Your task: Starting at the line that has "filename fc-entities/src/promotion.rs" and stopping after the line that has "impl From<PromotionStatus> for", reproduce the listing below exactly; omit everything else.
▼
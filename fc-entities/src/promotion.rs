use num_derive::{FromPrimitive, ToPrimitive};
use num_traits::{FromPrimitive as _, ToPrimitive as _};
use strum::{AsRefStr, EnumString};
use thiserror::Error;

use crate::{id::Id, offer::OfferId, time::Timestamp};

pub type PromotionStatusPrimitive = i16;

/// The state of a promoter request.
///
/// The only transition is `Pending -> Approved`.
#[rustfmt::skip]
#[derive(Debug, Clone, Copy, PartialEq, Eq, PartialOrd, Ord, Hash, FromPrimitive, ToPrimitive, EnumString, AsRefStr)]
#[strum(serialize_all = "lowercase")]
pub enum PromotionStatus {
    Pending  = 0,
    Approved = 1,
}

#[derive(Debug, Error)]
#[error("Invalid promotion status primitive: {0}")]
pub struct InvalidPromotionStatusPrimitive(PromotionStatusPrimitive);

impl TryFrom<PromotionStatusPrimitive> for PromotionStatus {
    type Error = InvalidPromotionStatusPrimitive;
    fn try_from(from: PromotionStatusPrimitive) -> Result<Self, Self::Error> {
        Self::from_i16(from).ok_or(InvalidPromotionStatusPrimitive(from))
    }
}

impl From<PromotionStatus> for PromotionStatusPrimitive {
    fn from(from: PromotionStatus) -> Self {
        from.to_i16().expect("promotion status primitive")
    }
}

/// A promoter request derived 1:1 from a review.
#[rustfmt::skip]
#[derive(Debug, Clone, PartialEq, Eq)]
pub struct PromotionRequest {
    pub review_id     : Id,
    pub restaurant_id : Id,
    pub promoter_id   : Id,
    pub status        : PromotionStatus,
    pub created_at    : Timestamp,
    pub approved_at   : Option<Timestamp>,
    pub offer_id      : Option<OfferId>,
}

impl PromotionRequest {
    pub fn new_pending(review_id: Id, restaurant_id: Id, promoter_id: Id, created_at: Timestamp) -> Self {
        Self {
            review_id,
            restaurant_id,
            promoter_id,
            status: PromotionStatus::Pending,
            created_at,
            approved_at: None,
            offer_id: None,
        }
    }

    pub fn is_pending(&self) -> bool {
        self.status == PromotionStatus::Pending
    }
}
▲
▼
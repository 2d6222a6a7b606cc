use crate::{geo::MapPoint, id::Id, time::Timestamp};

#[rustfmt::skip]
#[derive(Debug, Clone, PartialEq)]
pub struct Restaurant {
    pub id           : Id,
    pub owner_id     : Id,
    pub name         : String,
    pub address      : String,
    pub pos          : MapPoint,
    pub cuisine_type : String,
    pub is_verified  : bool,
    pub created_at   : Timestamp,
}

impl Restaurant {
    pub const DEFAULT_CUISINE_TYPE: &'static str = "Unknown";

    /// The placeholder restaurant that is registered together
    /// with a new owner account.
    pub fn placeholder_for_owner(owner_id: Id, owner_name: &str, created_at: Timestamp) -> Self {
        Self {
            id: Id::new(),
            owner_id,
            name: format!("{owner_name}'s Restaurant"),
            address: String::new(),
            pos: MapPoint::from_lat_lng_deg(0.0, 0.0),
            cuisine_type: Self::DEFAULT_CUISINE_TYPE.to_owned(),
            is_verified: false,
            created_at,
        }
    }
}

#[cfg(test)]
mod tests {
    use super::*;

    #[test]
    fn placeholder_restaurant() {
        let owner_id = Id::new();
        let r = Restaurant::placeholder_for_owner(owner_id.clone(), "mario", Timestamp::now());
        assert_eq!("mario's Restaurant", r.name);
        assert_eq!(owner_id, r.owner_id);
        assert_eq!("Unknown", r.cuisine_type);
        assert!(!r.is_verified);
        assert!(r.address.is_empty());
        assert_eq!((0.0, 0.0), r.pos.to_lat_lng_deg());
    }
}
▲
▼
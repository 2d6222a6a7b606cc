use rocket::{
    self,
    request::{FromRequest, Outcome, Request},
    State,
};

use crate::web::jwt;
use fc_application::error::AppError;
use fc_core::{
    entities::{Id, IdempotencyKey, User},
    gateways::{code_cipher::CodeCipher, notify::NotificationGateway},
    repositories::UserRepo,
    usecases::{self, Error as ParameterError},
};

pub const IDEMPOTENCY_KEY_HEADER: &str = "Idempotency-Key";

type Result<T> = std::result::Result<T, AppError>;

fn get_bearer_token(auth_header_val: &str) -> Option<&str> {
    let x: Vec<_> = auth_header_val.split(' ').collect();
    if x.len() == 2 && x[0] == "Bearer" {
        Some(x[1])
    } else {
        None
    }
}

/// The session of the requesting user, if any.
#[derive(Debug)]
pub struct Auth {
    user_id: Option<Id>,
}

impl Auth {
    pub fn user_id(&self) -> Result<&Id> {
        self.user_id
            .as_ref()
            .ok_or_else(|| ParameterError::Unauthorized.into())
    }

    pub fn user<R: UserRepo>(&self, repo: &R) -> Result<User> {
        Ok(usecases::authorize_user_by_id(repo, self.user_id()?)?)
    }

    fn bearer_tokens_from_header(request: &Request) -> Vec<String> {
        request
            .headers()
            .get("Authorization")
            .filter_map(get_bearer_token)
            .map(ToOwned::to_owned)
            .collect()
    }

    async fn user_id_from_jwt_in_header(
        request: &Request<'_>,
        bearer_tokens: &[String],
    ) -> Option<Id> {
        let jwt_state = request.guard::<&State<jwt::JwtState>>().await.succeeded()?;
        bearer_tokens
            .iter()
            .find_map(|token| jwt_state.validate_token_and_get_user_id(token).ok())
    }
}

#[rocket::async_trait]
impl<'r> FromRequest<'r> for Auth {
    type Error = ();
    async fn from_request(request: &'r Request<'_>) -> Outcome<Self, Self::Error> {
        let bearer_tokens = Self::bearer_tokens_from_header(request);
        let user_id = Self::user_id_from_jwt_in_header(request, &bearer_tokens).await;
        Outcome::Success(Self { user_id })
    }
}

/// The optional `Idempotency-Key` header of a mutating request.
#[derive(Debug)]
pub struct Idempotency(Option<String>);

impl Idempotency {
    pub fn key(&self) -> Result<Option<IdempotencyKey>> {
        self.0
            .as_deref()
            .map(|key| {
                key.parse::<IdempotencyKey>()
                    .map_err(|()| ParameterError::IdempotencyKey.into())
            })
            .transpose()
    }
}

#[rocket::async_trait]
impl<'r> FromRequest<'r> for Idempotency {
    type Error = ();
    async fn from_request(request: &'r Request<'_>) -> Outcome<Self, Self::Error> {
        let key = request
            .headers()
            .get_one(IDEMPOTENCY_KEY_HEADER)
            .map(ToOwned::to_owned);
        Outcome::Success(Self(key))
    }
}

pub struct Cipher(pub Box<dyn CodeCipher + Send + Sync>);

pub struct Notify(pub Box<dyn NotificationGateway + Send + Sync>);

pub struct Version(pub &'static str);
▲
Solution for this task:
filename fc-entities/src/promotion.rs
use num_derive::{FromPrimitive, ToPrimitive};
use num_traits::{FromPrimitive as _, ToPrimitive as _};
use strum::{AsRefStr, EnumString};
use thiserror::Error;

use crate::{id::Id, offer::OfferId, time::Timestamp};

pub type PromotionStatusPrimitive = i16;

/// The state of a promoter request.
///
/// The only transition is `Pending -> Approved`.
#[rustfmt::skip]
#[derive(Debug, Clone, Copy, PartialEq, Eq, PartialOrd, Ord, Hash, FromPrimitive, ToPrimitive, EnumString, AsRefStr)]
#[strum(serialize_all = "lowercase")]
pub enum PromotionStatus {
    Pending  = 0,
    Approved = 1,
}

#[derive(Debug, Error)]
#[error("Invalid promotion status primitive: {0}")]
pub struct InvalidPromotionStatusPrimitive(PromotionStatusPrimitive);

impl TryFrom<PromotionStatusPrimitive> for PromotionStatus {
    type Error = InvalidPromotionStatusPrimitive;
    fn try_from(from: PromotionStatusPrimitive) -> Result<Self, Self::Error> {
        Self::from_i16(from).ok_or(InvalidPromotionStatusPrimitive(from))
    }
}

impl From<PromotionStatus> for PromotionStatusPrimitive {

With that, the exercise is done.